:: Working data

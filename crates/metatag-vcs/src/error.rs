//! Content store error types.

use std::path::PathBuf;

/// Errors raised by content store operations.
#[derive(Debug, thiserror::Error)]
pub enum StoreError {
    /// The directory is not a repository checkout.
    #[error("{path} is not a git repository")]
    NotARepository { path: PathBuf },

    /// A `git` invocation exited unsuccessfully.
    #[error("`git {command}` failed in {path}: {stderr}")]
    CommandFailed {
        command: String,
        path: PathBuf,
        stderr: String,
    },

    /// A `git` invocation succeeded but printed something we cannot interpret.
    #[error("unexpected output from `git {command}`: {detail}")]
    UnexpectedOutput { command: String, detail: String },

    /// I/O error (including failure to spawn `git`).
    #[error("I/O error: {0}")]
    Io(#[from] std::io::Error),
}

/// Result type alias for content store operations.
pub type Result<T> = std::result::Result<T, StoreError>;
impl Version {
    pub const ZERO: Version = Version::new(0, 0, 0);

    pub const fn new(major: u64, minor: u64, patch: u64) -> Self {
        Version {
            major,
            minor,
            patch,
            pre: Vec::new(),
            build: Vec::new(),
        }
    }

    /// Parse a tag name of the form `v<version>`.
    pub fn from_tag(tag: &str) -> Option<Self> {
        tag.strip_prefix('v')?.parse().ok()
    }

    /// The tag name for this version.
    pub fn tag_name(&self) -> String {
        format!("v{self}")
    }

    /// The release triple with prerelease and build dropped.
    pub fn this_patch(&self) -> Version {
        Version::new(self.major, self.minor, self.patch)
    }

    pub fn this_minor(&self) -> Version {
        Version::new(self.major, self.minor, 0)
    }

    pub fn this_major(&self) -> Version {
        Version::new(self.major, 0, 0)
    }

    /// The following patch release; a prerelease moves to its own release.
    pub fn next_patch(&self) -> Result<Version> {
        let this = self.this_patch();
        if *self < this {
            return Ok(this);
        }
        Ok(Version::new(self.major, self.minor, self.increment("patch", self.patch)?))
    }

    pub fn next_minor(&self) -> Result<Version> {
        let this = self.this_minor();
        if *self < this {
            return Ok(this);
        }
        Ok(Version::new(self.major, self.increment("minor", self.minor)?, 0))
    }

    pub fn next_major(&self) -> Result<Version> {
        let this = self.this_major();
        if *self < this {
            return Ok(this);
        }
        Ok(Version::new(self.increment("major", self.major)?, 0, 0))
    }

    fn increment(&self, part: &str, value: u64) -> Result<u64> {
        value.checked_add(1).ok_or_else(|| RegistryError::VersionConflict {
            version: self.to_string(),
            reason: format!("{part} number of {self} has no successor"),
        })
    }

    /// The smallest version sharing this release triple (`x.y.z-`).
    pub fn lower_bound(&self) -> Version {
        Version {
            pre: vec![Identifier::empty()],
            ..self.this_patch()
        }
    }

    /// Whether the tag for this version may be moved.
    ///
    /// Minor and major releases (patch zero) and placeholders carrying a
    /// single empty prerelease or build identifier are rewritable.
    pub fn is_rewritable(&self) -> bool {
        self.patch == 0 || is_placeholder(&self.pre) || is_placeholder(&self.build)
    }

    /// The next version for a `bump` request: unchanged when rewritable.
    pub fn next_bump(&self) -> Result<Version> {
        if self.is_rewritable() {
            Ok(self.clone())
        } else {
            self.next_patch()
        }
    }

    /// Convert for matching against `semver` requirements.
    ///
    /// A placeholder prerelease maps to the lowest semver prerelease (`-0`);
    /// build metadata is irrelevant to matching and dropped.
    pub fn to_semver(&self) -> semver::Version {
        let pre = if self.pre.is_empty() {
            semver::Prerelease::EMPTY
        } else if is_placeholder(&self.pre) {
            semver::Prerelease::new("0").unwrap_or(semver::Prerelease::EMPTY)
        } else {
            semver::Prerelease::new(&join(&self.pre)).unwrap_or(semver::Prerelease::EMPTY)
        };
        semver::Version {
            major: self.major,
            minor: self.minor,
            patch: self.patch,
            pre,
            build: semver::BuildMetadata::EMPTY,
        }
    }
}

::::

Word-for-word copies of all the records are required.

__Expected output__.
filename crates/metatag-vcs/src/error.rs
//! Content store error types.

use std::path::PathBuf;

/// Errors raised by content store operations.
#[derive(Debug, thiserror::Error)]
pub enum StoreError {
    /// The directory is not a repository checkout.
    #[error("{path} is not a git repository")]
    NotARepository { path: PathBuf },

    /// A `git` invocation exited unsuccessfully.
    #[error("`git {command}` failed in {path}: {stderr}")]
    CommandFailed {
        command: String,
        path: PathBuf,
        stderr: String,
    },

    /// A `git` invocation succeeded but printed something we cannot interpret.
    #[error("unexpected output from `git {command}`: {detail}")]
    UnexpectedOutput { command: String, detail: String },

    /// I/O error (including failure to spawn `git`).
    #[error("I/O error: {0}")]
    Io(#[from] std::io::Error),
}

/// Result type alias for content store operations.
pub type Result<T> = std::result::Result<T, StoreError>;
impl Version {
    pub const ZERO: Version = Version::new(0, 0, 0);

    pub const fn new(major: u64, minor: u64, patch: u64) -> Self {
        Version {
            major,
            minor,
            patch,
            pre: Vec::new(),
            build: Vec::new(),
        }
    }

    /// Parse a tag name of the form `v<version>`.
    pub fn from_tag(tag: &str) -> Option<Self> {
        tag.strip_prefix('v')?.parse().ok()
    }

    /// The tag name for this version.
    pub fn tag_name(&self) -> String {
        format!("v{self}")
    }

    /// The release triple with prerelease and build dropped.
    pub fn this_patch(&self) -> Version {
        Version::new(self.major, self.minor, self.patch)
    }

    pub fn this_minor(&self) -> Version {
        Version::new(self.major, self.minor, 0)
    }

    pub fn this_major(&self) -> Version {
        Version::new(self.major, 0, 0)
    }

    /// The following patch release; a prerelease moves to its own release.
    pub fn next_patch(&self) -> Result<Version> {
        let this = self.this_patch();
        if *self < this {
            return Ok(this);
        }
        Ok(Version::new(self.major, self.minor, self.increment("patch", self.patch)?))
    }

    pub fn next_minor(&self) -> Result<Version> {
        let this = self.this_minor();
        if *self < this {
            return Ok(this);
        }
        Ok(Version::new(self.major, self.increment("minor", self.minor)?, 0))
    }

    pub fn next_major(&self) -> Result<Version> {
        let this = self.this_major();
        if *self < this {
            return Ok(this);
        }
        Ok(Version::new(self.increment("major", self.major)?, 0, 0))
    }

    fn increment(&self, part: &str, value: u64) -> Result<u64> {
        value.checked_add(1).ok_or_else(|| RegistryError::VersionConflict {
            version: self.to_string(),
            reason: format!("{part} number of {self} has no successor"),
        })
    }

    /// The smallest version sharing this release triple (`x.y.z-`).
    pub fn lower_bound(&self) -> Version {
        Version {
            pre: vec![Identifier::empty()],
            ..self.this_patch()
        }
    }

    /// Whether the tag for this version may be moved.
    ///
    /// Minor and major releases (patch zero) and placeholders carrying a
    /// single empty prerelease or build identifier are rewritable.
    pub fn is_rewritable(&self) -> bool {
        self.patch == 0 || is_placeholder(&self.pre) || is_placeholder(&self.build)
    }

    /// The next version for a `bump` request: unchanged when rewritable.
    pub fn next_bump(&self) -> Result<Version> {
        if self.is_rewritable() {
            Ok(self.clone())
        } else {
            self.next_patch()
        }
    }

    /// Convert for matching against `semver` requirements.
    ///
    /// A placeholder prerelease maps to the lowest semver prerelease (`-0`);
    /// build metadata is irrelevant to matching and dropped.
    pub fn to_semver(&self) -> semver::Version {
        let pre = if self.pre.is_empty() {
            semver::Prerelease::EMPTY
        } else if is_placeholder(&self.pre) {
            semver::Prerelease::new("0").unwrap_or(semver::Prerelease::EMPTY)
        } else {
            semver::Prerelease::new(&join(&self.pre)).unwrap_or(semver::Prerelease::EMPTY)
        };
        semver::Version {
            major: self.major,
            minor: self.minor,
            patch: self.patch,
            pre,
            build: semver::BuildMetadata::EMPTY,
        }
    }
}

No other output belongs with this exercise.